Activity
Only the lines below starting at the one containing "fn table_with_channels(n: usize)" and ending at the one containing "let perm = table.rotate(1, ShiftDirection::Up);" belong in the answer, each copied exactly.

[Input records — start]

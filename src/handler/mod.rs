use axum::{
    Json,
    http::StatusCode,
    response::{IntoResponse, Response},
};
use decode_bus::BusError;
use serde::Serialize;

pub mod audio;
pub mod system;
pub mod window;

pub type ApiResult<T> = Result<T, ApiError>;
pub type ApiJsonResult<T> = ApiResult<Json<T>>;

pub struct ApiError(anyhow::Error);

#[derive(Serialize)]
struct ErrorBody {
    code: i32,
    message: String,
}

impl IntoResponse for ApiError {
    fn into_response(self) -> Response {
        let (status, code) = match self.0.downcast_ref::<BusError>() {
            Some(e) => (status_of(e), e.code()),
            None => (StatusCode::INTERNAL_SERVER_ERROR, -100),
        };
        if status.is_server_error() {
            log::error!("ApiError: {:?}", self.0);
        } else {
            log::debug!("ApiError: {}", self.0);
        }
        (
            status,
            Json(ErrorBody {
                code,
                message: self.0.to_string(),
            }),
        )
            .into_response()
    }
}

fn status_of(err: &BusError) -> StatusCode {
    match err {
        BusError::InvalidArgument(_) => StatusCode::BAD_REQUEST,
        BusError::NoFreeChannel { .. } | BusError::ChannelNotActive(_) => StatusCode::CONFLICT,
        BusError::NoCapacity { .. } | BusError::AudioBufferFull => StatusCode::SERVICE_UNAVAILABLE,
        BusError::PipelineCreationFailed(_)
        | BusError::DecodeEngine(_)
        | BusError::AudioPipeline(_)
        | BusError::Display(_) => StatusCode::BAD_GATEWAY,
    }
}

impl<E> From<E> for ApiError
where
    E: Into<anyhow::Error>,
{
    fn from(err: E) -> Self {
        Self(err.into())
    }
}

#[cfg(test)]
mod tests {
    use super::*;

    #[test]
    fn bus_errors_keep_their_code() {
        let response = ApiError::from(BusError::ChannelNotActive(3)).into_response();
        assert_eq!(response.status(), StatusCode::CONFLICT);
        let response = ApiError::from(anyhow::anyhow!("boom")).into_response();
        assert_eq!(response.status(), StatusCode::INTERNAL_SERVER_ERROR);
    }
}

[Input records — finish]
[Input records — start]

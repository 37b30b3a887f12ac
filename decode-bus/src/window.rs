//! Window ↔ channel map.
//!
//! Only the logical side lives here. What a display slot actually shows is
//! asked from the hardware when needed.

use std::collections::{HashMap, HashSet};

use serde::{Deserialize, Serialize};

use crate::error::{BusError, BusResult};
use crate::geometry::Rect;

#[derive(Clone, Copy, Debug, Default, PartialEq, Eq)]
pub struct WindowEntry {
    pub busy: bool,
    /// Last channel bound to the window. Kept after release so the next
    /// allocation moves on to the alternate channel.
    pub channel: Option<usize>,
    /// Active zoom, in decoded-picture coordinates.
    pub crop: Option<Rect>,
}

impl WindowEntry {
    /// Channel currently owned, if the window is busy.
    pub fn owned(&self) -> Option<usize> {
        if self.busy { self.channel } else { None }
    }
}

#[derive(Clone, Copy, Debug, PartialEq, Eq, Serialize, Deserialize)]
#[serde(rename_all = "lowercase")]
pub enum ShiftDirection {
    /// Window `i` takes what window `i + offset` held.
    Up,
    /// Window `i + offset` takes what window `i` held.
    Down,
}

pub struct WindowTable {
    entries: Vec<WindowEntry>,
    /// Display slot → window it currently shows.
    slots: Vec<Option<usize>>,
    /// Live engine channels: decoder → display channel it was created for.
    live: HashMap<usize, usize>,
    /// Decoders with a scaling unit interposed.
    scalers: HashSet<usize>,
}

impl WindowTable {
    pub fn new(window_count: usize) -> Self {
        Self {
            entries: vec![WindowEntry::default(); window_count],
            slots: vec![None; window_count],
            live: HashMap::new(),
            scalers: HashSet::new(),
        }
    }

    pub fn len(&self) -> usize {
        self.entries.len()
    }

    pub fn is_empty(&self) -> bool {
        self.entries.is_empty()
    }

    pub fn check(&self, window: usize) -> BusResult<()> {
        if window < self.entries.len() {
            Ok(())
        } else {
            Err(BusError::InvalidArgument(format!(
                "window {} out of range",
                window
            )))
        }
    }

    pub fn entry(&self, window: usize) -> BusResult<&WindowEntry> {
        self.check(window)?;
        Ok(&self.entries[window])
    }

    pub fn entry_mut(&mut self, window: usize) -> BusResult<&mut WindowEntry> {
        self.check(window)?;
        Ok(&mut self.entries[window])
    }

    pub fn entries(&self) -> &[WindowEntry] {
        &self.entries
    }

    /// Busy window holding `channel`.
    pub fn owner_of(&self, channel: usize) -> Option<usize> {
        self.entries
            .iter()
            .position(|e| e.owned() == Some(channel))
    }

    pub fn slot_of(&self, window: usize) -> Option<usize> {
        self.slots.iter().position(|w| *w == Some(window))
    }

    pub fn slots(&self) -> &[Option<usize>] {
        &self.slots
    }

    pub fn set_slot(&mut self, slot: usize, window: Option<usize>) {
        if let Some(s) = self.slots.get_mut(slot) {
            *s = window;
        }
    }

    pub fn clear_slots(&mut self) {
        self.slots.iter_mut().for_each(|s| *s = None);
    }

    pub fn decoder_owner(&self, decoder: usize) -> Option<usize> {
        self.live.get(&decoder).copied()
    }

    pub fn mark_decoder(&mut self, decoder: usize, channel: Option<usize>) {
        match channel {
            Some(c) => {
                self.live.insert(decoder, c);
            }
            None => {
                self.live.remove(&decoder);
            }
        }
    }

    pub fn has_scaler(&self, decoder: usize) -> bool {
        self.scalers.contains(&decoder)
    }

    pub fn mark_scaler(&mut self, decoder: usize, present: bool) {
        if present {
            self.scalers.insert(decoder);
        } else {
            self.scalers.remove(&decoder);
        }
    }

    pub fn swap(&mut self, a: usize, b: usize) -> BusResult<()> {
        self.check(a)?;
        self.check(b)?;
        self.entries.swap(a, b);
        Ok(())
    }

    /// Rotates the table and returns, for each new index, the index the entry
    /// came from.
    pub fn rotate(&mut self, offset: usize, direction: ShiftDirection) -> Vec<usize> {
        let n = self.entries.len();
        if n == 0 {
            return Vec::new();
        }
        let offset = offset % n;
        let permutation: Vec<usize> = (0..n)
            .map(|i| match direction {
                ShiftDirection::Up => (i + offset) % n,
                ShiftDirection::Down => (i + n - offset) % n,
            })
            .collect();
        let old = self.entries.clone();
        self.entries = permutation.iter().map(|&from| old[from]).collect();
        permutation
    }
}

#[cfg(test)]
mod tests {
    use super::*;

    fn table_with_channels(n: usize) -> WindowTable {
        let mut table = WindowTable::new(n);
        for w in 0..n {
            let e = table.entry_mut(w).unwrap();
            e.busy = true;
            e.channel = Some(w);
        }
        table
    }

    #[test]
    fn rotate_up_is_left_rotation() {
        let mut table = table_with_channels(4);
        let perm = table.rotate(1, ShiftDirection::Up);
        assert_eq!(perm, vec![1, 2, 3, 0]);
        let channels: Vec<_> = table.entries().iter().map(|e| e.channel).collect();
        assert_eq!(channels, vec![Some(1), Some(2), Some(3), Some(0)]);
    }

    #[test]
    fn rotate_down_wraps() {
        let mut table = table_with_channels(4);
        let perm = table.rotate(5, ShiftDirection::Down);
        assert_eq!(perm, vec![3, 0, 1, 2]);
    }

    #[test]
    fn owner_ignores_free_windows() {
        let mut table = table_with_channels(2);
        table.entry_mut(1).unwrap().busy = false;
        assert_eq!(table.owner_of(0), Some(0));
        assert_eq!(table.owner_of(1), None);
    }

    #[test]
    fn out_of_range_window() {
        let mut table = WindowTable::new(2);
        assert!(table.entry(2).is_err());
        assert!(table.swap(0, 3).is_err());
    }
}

[Input records — finish]
[Input records — start]

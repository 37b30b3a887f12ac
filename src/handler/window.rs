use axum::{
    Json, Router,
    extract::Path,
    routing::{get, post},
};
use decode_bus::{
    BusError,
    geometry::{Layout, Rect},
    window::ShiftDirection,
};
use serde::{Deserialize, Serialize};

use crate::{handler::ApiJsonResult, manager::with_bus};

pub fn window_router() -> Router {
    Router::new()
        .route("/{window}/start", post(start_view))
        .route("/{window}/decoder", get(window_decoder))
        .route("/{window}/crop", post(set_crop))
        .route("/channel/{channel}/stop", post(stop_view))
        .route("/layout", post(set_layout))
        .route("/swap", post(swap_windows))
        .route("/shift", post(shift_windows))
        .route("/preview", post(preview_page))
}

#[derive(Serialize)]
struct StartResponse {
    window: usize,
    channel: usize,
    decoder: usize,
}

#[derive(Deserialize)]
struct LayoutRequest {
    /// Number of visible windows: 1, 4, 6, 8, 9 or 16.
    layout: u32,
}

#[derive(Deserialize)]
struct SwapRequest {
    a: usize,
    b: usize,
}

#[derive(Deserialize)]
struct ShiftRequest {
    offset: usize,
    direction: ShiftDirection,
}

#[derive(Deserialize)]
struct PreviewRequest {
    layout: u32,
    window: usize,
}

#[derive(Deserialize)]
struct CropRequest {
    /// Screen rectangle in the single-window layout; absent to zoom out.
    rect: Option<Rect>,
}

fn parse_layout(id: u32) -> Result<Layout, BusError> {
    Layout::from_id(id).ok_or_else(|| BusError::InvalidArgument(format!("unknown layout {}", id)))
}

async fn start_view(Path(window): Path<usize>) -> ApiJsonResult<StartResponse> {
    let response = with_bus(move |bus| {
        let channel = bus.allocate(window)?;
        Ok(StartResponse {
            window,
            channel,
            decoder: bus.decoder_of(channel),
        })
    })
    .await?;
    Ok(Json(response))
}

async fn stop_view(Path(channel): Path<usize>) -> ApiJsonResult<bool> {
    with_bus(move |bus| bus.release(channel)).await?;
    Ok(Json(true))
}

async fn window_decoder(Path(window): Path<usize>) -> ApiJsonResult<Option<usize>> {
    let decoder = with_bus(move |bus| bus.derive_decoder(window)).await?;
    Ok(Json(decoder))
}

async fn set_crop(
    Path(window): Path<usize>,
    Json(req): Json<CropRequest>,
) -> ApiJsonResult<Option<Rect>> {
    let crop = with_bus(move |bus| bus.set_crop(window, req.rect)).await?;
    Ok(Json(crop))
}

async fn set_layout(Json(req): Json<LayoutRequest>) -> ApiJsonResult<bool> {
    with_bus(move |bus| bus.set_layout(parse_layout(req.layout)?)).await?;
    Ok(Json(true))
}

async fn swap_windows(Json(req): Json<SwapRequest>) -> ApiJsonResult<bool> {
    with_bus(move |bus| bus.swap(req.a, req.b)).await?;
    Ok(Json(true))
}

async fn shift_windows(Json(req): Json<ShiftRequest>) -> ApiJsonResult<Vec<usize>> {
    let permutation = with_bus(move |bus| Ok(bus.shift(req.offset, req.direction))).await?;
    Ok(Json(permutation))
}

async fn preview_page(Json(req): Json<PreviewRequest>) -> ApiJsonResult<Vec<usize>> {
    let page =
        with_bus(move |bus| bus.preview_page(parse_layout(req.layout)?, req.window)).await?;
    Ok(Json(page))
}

[Input records — finish]

Reply to the task
    fn table_with_channels(n: usize) -> WindowTable {
        let mut table = WindowTable::new(n);
        for w in 0..n {
            let e = table.entry_mut(w).unwrap();
            e.busy = true;
            e.channel = Some(w);
        }
        table
    }

    #[test]
    fn rotate_up_is_left_rotation() {
        let mut table = table_with_channels(4);
        let perm = table.rotate(1, ShiftDirection::Up);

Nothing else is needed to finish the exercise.